(Collected data)
┄┄┄┄┄┄┄┄┄┄
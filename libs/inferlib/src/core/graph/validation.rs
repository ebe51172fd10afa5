// Copyright (c) 2025 Jonathan Fontanez
// SPDX-License-Identifier: BUSL-1.1

//! Structural and semantic validation of a pipeline graph
//!
//! Validation runs in a fixed, observable order: endpoint cardinality,
//! node-name uniqueness, per-node checks (model resolution, dynamic
//! parameter ban, connection bookkeeping, tensor compatibility), then cycle
//! and connectivity detection. The first violation wins; nothing is
//! mutated on failure.

use std::collections::HashSet;
use std::sync::Arc;

use crate::core::error::{PipelineError, Result};
use crate::core::graph::connections::ConnectionMap;
use crate::core::graph::cycles::detect_cycles;
use crate::core::graph::node::{NodeInfo, NodeKind};
use crate::core::models::{ModelInstance, ModelManager, ModelUnloadGuard, ParameterMode};

pub(crate) struct GraphValidator<'a> {
    pipeline_name: &'a str,
    node_infos: &'a [NodeInfo],
    connections: &'a ConnectionMap,
}

impl<'a> GraphValidator<'a> {
    pub fn new(
        pipeline_name: &'a str,
        node_infos: &'a [NodeInfo],
        connections: &'a ConnectionMap,
    ) -> Self {
        Self {
            pipeline_name,
            node_infos,
            connections,
        }
    }

    pub fn validate(&self, manager: &ModelManager) -> Result<()> {
        self.validate_nodes(manager)?;
        detect_cycles(self.pipeline_name, self.node_infos, self.connections)
    }

    fn find_node(&self, name: &str) -> Option<&NodeInfo> {
        self.node_infos.iter().find(|node| node.name == name)
    }

    fn validate_nodes(&self, manager: &ModelManager) -> Result<()> {
        tracing::debug!(pipeline = self.pipeline_name, "validating pipeline nodes");

        let entry_count = self.node_infos.iter().filter(|n| n.is_entry()).count();
        let exit_count = self.node_infos.iter().filter(|n| n.is_exit()).count();

        if entry_count == 0 {
            tracing::error!(pipeline = self.pipeline_name, "pipeline is missing its request node");
            return Err(PipelineError::MissingEntryOrExit);
        }
        if exit_count == 0 {
            tracing::error!(pipeline = self.pipeline_name, "pipeline is missing its response node");
            return Err(PipelineError::MissingEntryOrExit);
        }
        if entry_count > 1 {
            tracing::error!(pipeline = self.pipeline_name, "pipeline has multiple request nodes");
            return Err(PipelineError::MultipleEntryNodes);
        }
        if exit_count > 1 {
            tracing::error!(pipeline = self.pipeline_name, "pipeline has multiple response nodes");
            return Err(PipelineError::MultipleExitNodes);
        }

        for node in self.node_infos {
            let duplicates = self
                .node_infos
                .iter()
                .filter(|other| other.name == node.name)
                .count();
            if duplicates > 1 {
                tracing::error!(pipeline = self.pipeline_name, node = %node.name,
                    "pipeline has multiple nodes with the same name");
                return Err(PipelineError::DuplicateNodeName);
            }

            self.validate_node(manager, node)?;
        }

        Ok(())
    }

    /// Resolve a DL node's instance, pinned against unload.
    fn resolve_dl_instance(
        &self,
        manager: &ModelManager,
        node: &NodeInfo,
    ) -> Result<(Arc<ModelInstance>, ModelUnloadGuard)> {
        let NodeKind::Dl {
            model_name,
            model_version,
            ..
        } = &node.kind
        else {
            return Err(PipelineError::Internal);
        };
        manager
            .model_instance_with_guard(model_name, model_version.unwrap_or(0))
            .map_err(|_| {
                tracing::error!(pipeline = self.pipeline_name, node = %node.name,
                    model = %model_name, version = model_version.unwrap_or(0),
                    "pipeline node refers to a missing model");
                PipelineError::NodeReferringToMissingModel
            })
    }

    /// Check every connection entering `dependant`, in declaration order.
    fn validate_node(&self, manager: &ModelManager, dependant: &NodeInfo) -> Result<()> {
        tracing::debug!(pipeline = self.pipeline_name, node = %dependant.name,
            "validating node");

        // For DL dependants, resolve the backing instance and seed the set
        // of inputs that must each be fed exactly once.
        let mut dependant_instance: Option<(Arc<ModelInstance>, ModelUnloadGuard)> = None;
        let mut remaining_inputs: HashSet<String> = HashSet::new();
        if dependant.is_dl() {
            let resolved = self.resolve_dl_instance(manager, dependant)?;

            let config = resolved.0.config();
            if config.batching_mode == ParameterMode::Auto {
                tracing::error!(pipeline = self.pipeline_name, node = %dependant.name,
                    "node uses a model with dynamic batch size, which is forbidden in pipelines");
                return Err(PipelineError::ForbiddenDynamicParameter);
            }
            if config.has_dynamic_shape() {
                tracing::error!(pipeline = self.pipeline_name, node = %dependant.name,
                    "node uses a model with dynamic shape, which is forbidden in pipelines");
                return Err(PipelineError::ForbiddenDynamicParameter);
            }

            remaining_inputs = resolved.0.inputs_info().keys().cloned().collect();
            dependant_instance = Some(resolved);
        }

        let Some(incoming) = self.connections.get(&dependant.name) else {
            return self.check_all_inputs_connected(dependant, &remaining_inputs);
        };

        for (dependency_name, mapping) in incoming {
            // Entry nodes may appear as dependants only through declared
            // edges with no data flow.
            if dependant.is_entry() {
                if !mapping.is_empty() {
                    return Err(PipelineError::Internal);
                }
                continue;
            }

            let Some(dependency) = self.find_node(dependency_name) else {
                tracing::error!(pipeline = self.pipeline_name, node = %dependant.name,
                    dependency = %dependency_name,
                    "node is connected to a missing dependency node");
                return Err(PipelineError::NodeReferringToMissingNode);
            };

            // The response node cannot feed anything.
            if dependency.is_exit() {
                return Err(PipelineError::Internal);
            }

            let mut dependency_instance: Option<(Arc<ModelInstance>, ModelUnloadGuard)> = None;
            if dependency.is_dl() {
                dependency_instance = Some(self.resolve_dl_instance(manager, dependency)?);
            }

            for pair in mapping {
                // A DL dependant consumes each model input from exactly one
                // source; an unknown or already consumed name is rejected.
                if dependant.is_dl() && !remaining_inputs.remove(&pair.real_name) {
                    tracing::error!(pipeline = self.pipeline_name, node = %dependant.name,
                        input = %pair.real_name,
                        "node model has no input with this name, or it is already connected");
                    return Err(PipelineError::ConnectionToMissingNodeInput);
                }

                let Some(resolved_output) = dependency
                    .output_aliases()
                    .and_then(|aliases| aliases.get(&pair.alias))
                else {
                    tracing::error!(pipeline = self.pipeline_name,
                        dependency = %dependency.name, alias = %pair.alias,
                        node = %dependant.name,
                        "dependency node does not produce this data item");
                    return Err(PipelineError::NodeReferringToMissingDataSource);
                };

                if let Some((dependency_model, _)) = &dependency_instance {
                    if !dependency_model.outputs_info().contains_key(resolved_output) {
                        tracing::error!(pipeline = self.pipeline_name,
                            dependency = %dependency.name, output = %resolved_output,
                            "dependency model has no such output");
                        return Err(PipelineError::NodeReferringToMissingModelOutput);
                    }
                }

                // Request-fed inputs must be declared as pipeline inputs.
                if dependant.is_dl() && dependency.is_entry() {
                    let declared = dependency
                        .output_aliases()
                        .is_some_and(|inputs| inputs.contains_key(&pair.alias));
                    if !declared {
                        tracing::error!(pipeline = self.pipeline_name,
                            input = %pair.alias, node = %dependant.name,
                            "pipeline input is not declared");
                        return Err(PipelineError::NodeReferringToMissingDataSource);
                    }
                }

                if let (Some((dependant_model, _)), Some((dependency_model, _))) =
                    (&dependant_instance, &dependency_instance)
                {
                    let (Some(tensor_input), Some(tensor_output)) = (
                        dependant_model.inputs_info().get(&pair.real_name),
                        dependency_model.outputs_info().get(resolved_output),
                    ) else {
                        return Err(PipelineError::Internal);
                    };
                    if tensor_input.shape != tensor_output.shape {
                        tracing::error!(pipeline = self.pipeline_name,
                            node = %dependant.name, input = %pair.real_name,
                            input_shape = %tensor_input.shape_string(),
                            dependency = %dependency.name, output = %resolved_output,
                            output_shape = %tensor_output.shape_string(),
                            "shape mismatch between connected nodes");
                        return Err(PipelineError::ShapeMismatch);
                    }
                    if tensor_input.precision != tensor_output.precision {
                        tracing::error!(pipeline = self.pipeline_name,
                            node = %dependant.name, input = %pair.real_name,
                            input_precision = tensor_input.precision.as_str(),
                            dependency = %dependency.name, output = %resolved_output,
                            output_precision = tensor_output.precision.as_str(),
                            "precision mismatch between connected nodes");
                        return Err(PipelineError::PrecisionMismatch);
                    }
                }
            }
        }

        self.check_all_inputs_connected(dependant, &remaining_inputs)
    }

    fn check_all_inputs_connected(
        &self,
        dependant: &NodeInfo,
        remaining_inputs: &HashSet<String>,
    ) -> Result<()> {
        if dependant.is_dl() && !remaining_inputs.is_empty() {
            let unconnected: Vec<&str> = remaining_inputs.iter().map(String::as_str).collect();
            tracing::error!(pipeline = self.pipeline_name, node = %dependant.name,
                inputs = unconnected.join(", "),
                "node has model inputs not connected to any data source");
            return Err(PipelineError::NotAllInputsConnected);
        }
        Ok(())
    }
}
┄┄┄┄┄┄┄┄┄┄
From the entries above, list each line with "validating" in it.

        tracing::debug!(pipeline = self.pipeline_name, "validating pipeline nodes");
            "validating node");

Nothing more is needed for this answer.